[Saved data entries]

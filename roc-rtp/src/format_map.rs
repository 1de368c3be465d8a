//! Maps an RTP payload type to the sample spec and wire codec used to
//! decode/encode its payload (spec §6 "closed set of payload types").

use roc_audio::{ChannelSet, Endian, PcmSubformat, SampleSpec};

pub const PT_L16_STEREO: u8 = 10;
pub const PT_L16_MONO: u8 = 11;
/// Dynamic raw-float payload types start at 96, inclusive, through 127.
pub const PT_RAW_FLOAT_BASE: u8 = 96;
pub const PT_RAW_FLOAT_MAX: u8 = 127;

const L16_RATE: u32 = 44100;

/// A payload type's declared sample spec, independent of any particular
/// session's negotiated rate (the L16 types fix a clock rate; dynamic
/// raw-float types carry theirs out of band and are filled in by the
/// caller).
#[derive(Debug, Clone, Copy)]
pub struct PayloadFormat {
    pub payload_type: u8,
    pub spec: SampleSpec,
}

/// Looks up the fixed-rate static payload types; returns `None` for dynamic
/// types (96-127), whose spec must come from out-of-band negotiation.
pub fn lookup_static(payload_type: u8) -> Option<PayloadFormat> {
    match payload_type {
        PT_L16_MONO => Some(PayloadFormat {
            payload_type,
            spec: SampleSpec::new(L16_RATE, ChannelSet::mono())
                .with_subformat(PcmSubformat::int(16, true, Endian::Big)),
        }),
        PT_L16_STEREO => Some(PayloadFormat {
            payload_type,
            spec: SampleSpec::new(L16_RATE, ChannelSet::stereo())
                .with_subformat(PcmSubformat::int(16, true, Endian::Big)),
        }),
        _ => None,
    }
}

pub fn is_dynamic_raw_float(payload_type: u8) -> bool {
    (PT_RAW_FLOAT_BASE..=PT_RAW_FLOAT_MAX).contains(&payload_type)
}

/// Builds a dynamic raw-float payload format for a negotiated `spec`.
pub fn raw_float_format(payload_type: u8, rate: u32, channels: ChannelSet) -> Option<PayloadFormat> {
    if !is_dynamic_raw_float(payload_type) {
        return None;
    }
    Some(PayloadFormat {
        payload_type,
        spec: SampleSpec::new(rate, channels).with_subformat(PcmSubformat::Float {
            bits: 32,
            endian: Endian::Big,
        }),
    })
}

#[cfg(test)]
mod tests {
    use super::*;

    #[test]
    fn static_types_resolve() {
        assert!(lookup_static(PT_L16_MONO).is_some());
        assert!(lookup_static(PT_L16_STEREO).is_some());
        assert!(lookup_static(96).is_none());
    }

    #[test]
    fn dynamic_range_is_96_to_127() {
        assert!(is_dynamic_raw_float(96));
        assert!(is_dynamic_raw_float(127));
        assert!(!is_dynamic_raw_float(95));
        assert!(!is_dynamic_raw_float(128));
    }
}
//! PCM subformat conversion (spec §4.13 "PCM mapper").
//!
//! At least one side of any conversion must be [`PcmSubformat::Raw`] (native
//! `f32`); to convert between two non-raw formats, compose two mappers
//! through `Raw` — matching the original implementation's own restriction
//! ("to reduce code size, we generate converters only between raw and
//! non-raw formats").
//!
//! Scope decision (recorded in DESIGN.md): widths that are not a multiple of
//! 8 bits (18-bit, 20-bit) are only supported in their "padded-in-32" form —
//! stored right-justified in a 4-byte container — not truly bit-packed
//! across byte boundaries. True sub-byte packing is rare in practice and
//! its bit-cursor arithmetic was judged not worth the complexity budget.

use byteorder::{BigEndian, ByteOrder, LittleEndian, NativeEndian};
use roc_shared::error::{Error, Result};

pub type Sample = f32;

#[derive(Debug, Copy, Clone, PartialEq, Eq, Hash)]
pub enum Endian {
    Big,
    Little,
    Native,
}

/// A concrete PCM wire/in-memory representation (spec §3, §4.13).
#[derive(Debug, Copy, Clone, PartialEq, Eq, Hash)]
pub enum PcmSubformat {
    /// Native `f32`, the pipeline's internal currency.
    Raw,
    /// Signed or unsigned integer PCM. `width` is the meaningful bit width
    /// (8/16/18/20/24/32/64); `container_bits` is the storage width in bits
    /// (equal to `width` for byte-aligned widths, 32 for the padded 18/20
    /// bit variants).
    Int {
        width: u8,
        container_bits: u8,
        signed: bool,
        endian: Endian,
    },
    /// IEEE-754 float, explicitly not the internal `Raw` representation
    /// (e.g. a little-endian float payload received off the wire).
    Float { bits: u8, endian: Endian },
}

impl PcmSubformat {
    pub fn int(width: u8, signed: bool, endian: Endian) -> Self {
        let container_bits = if width % 8 == 0 { width } else { 32 };
        PcmSubformat::Int {
            width,
            container_bits,
            signed,
            endian,
        }
    }

    pub fn container_bytes(&self) -> usize {
        match self {
            PcmSubformat::Raw => std::mem::size_of::<Sample>(),
            PcmSubformat::Int { container_bits, .. } => *container_bits as usize / 8,
            PcmSubformat::Float { bits, .. } => *bits as usize / 8,
        }
    }
}

/// Converts between two PCM subformats, one of which must be [`PcmSubformat::Raw`].
pub struct PcmMapper {
    input: PcmSubformat,
    output: PcmSubformat,
}

impl PcmMapper {
    pub fn new(input: PcmSubformat, output: PcmSubformat) -> Result<Self> {
        if input != PcmSubformat::Raw && output != PcmSubformat::Raw {
            return Err(Error::BadConfig(
                "pcm mapper: either input or output format must be raw".into(),
            ));
        }
        Ok(Self { input, output })
    }

    pub fn input_format(&self) -> PcmSubformat {
        self.input
    }

    pub fn output_format(&self) -> PcmSubformat {
        self.output
    }

    /// Number of input samples representable in `input_bytes`.
    pub fn input_sample_count(&self, input_bytes: usize) -> usize {
        input_bytes / self.input.container_bytes()
    }

    pub fn output_byte_count(&self, n_samples: usize) -> usize {
        n_samples * self.output.container_bytes()
    }

    /// Maps `n_samples` total (across all channels, interleaved) from
    /// `input` to `output`, returning the number of samples actually mapped
    /// (truncated if either buffer is too small).
    pub fn map(&self, input: &[u8], output: &mut [u8], n_samples: usize) -> usize {
        let in_bytes = self.input.container_bytes();
        let out_bytes = self.output.container_bytes();
        let n = n_samples
            .min(input.len() / in_bytes.max(1))
            .min(output.len() / out_bytes.max(1));
        for i in 0..n {
            let raw = decode_sample(self.input, &input[i * in_bytes..(i + 1) * in_bytes]);
            encode_sample(self.output, raw, &mut output[i * out_bytes..(i + 1) * out_bytes]);
        }
        n
    }
}

fn decode_sample(fmt: PcmSubformat, bytes: &[u8]) -> Sample {
    match fmt {
        PcmSubformat::Raw => read_native_f32(bytes),
        PcmSubformat::Float { bits, endian } => match bits {
            32 => match endian {
                Endian::Big => BigEndian::read_f32(bytes),
                Endian::Little => LittleEndian::read_f32(bytes),
                Endian::Native => NativeEndian::read_f32(bytes),
            },
            64 => (match endian {
                Endian::Big => BigEndian::read_f64(bytes),
                Endian::Little => LittleEndian::read_f64(bytes),
                Endian::Native => NativeEndian::read_f64(bytes),
            }) as f32,
            _ => 0.0,
        },
        PcmSubformat::Int {
            width,
            container_bits,
            signed,
            endian,
        } => {
            let raw_uint = read_uint(bytes, container_bits, endian);
            int_to_sample(raw_uint, width, signed)
        }
    }
}

fn encode_sample(fmt: PcmSubformat, value: Sample, bytes: &mut [u8]) {
    match fmt {
        PcmSubformat::Raw => write_native_f32(bytes, value),
        PcmSubformat::Float { bits, endian } => match bits {
            32 => match endian {
                Endian::Big => BigEndian::write_f32(bytes, value),
                Endian::Little => LittleEndian::write_f32(bytes, value),
                Endian::Native => NativeEndian::write_f32(bytes, value),
            },
            64 => match endian {
                Endian::Big => BigEndian::write_f64(bytes, value as f64),
                Endian::Little => LittleEndian::write_f64(bytes, value as f64),
                Endian::Native => NativeEndian::write_f64(bytes, value as f64),
            },
            _ => {}
        },
        PcmSubformat::Int {
            width,
            container_bits,
            signed,
            endian,
        } => {
            let raw_uint = sample_to_int(value, width, signed);
            write_uint(bytes, container_bits, endian, raw_uint);
        }
    }
}

fn read_native_f32(bytes: &[u8]) -> Sample {
    let mut buf = [0u8; 4];
    buf.copy_from_slice(&bytes[..4]);
    f32::from_ne_bytes(buf)
}

fn write_native_f32(bytes: &mut [u8], value: Sample) {
    bytes[..4].copy_from_slice(&value.to_ne_bytes());
}

fn read_uint(bytes: &[u8], container_bits: u8, endian: Endian) -> u64 {
    let n = (container_bits as usize / 8).min(8);
    let mut buf = [0u8; 8];
    match endian {
        Endian::Big => buf[8 - n..].copy_from_slice(&bytes[..n]),
        Endian::Little | Endian::Native => buf[..n].copy_from_slice(&bytes[..n]),
    }
    match endian {
        Endian::Big => u64::from_be_bytes(buf),
        Endian::Little => u64::from_le_bytes(buf),
        Endian::Native => {
            if cfg!(target_endian = "big") {
                u64::from_be_bytes(buf)
            } else {
                u64::from_le_bytes(buf)
            }
        }
    }
}

fn write_uint(bytes: &mut [u8], container_bits: u8, endian: Endian, value: u64) {
    let n = (container_bits as usize / 8).min(8);
    let full = match endian {
        Endian::Big => value.to_be_bytes(),
        Endian::Little => value.to_le_bytes(),
        Endian::Native => {
            if cfg!(target_endian = "big") {
                value.to_be_bytes()
            } else {
                value.to_le_bytes()
            }
        }
    };
    match endian {
        Endian::Big => bytes[..n].copy_from_slice(&full[8 - n..]),
        Endian::Little | Endian::Native => bytes[..n].copy_from_slice(&full[..n]),
    }
}

/// Converts a raw-justified unsigned container value holding a `width`-bit
/// sample into a normalized `[-1.0, 1.0]` float, saturating is not needed
/// here (widening conversion never overflows).
fn int_to_sample(raw: u64, width: u8, signed: bool) -> Sample {
    let max_positive = (1i64 << (width - 1)) - 1;
    if signed {
        let sign_bit = 1u64 << (width - 1);
        let masked = raw & ((1u64 << width) - 1);
        let signed_value = if masked & sign_bit != 0 {
            (masked as i64) - (1i64 << width)
        } else {
            masked as i64
        };
        signed_value as Sample / max_positive as Sample
    } else {
        let bias = 1i64 << (width - 1);
        let unsigned_value = (raw & ((1u64 << width) - 1)) as i64 - bias;
        unsigned_value as Sample / max_positive as Sample
    }
}

/// Inverse of [`int_to_sample`]. Saturates on narrowing conversions (spec
/// §4.13).
fn sample_to_int(value: Sample, width: u8, signed: bool) -> u64 {
    let max_positive = (1i64 << (width - 1)) - 1;
    let min_negative = -(1i64 << (width - 1));
    let scaled = (value as f64 * max_positive as f64).round();
    let clamped = scaled.clamp(min_negative as f64, max_positive as f64) as i64;
    if signed {
        (clamped as u64) & ((1u64 << width) - 1)
    } else {
        let bias = 1i64 << (width - 1);
        ((clamped + bias) as u64) & ((1u64 << width) - 1)
    }
}

#[cfg(test)]
mod tests {
    use super::*;

    #[test]
    fn s16_roundtrip_within_one_lsb() {
        let mapper_to = PcmMapper::new(PcmSubformat::Raw, PcmSubformat::int(16, true, Endian::Little)).unwrap();
        let mapper_from = PcmMapper::new(PcmSubformat::int(16, true, Endian::Little), PcmSubformat::Raw).unwrap();

        let original: Vec<Sample> = vec![0.0, 0.5, -0.5, 1.0, -1.0, 0.123456];
        let mut raw_in = vec![0u8; original.len() * 4];
        for (i, s) in original.iter().enumerate() {
            raw_in[i * 4..i * 4 + 4].copy_from_slice(&s.to_ne_bytes());
        }
        let mut encoded = vec![0u8; original.len() * 2];
        mapper_to.map(&raw_in, &mut encoded, original.len());

        let mut decoded_raw = vec![0u8; original.len() * 4];
        mapper_from.map(&encoded, &mut decoded_raw, original.len());

        for (i, s) in original.iter().enumerate() {
            let got = f32::from_ne_bytes(decoded_raw[i * 4..i * 4 + 4].try_into().unwrap());
            assert!((got - s).abs() <= 1.0 / 32767.0 + 1e-6, "{} vs {}", got, s);
        }
    }

    #[test]
    fn narrowing_saturates() {
        assert_eq!(sample_to_int(2.0, 16, true), 32767);
        assert_eq!(sample_to_int(-2.0, 16, true), (-32768i64 as u64) & 0xFFFF);
    }

    #[test]
    fn requires_one_side_raw() {
        let bad = PcmMapper::new(
            PcmSubformat::int(16, true, Endian::Little),
            PcmSubformat::int(8, false, Endian::Little),
        );
        assert!(bad.is_err());
    }
}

Directions:
Go through the entries and copy each line holding the string "band".

Exercise response:
/// raw-float types carry theirs out of band and are filled in by the
/// types (96-127), whose spec must come from out-of-band negotiation.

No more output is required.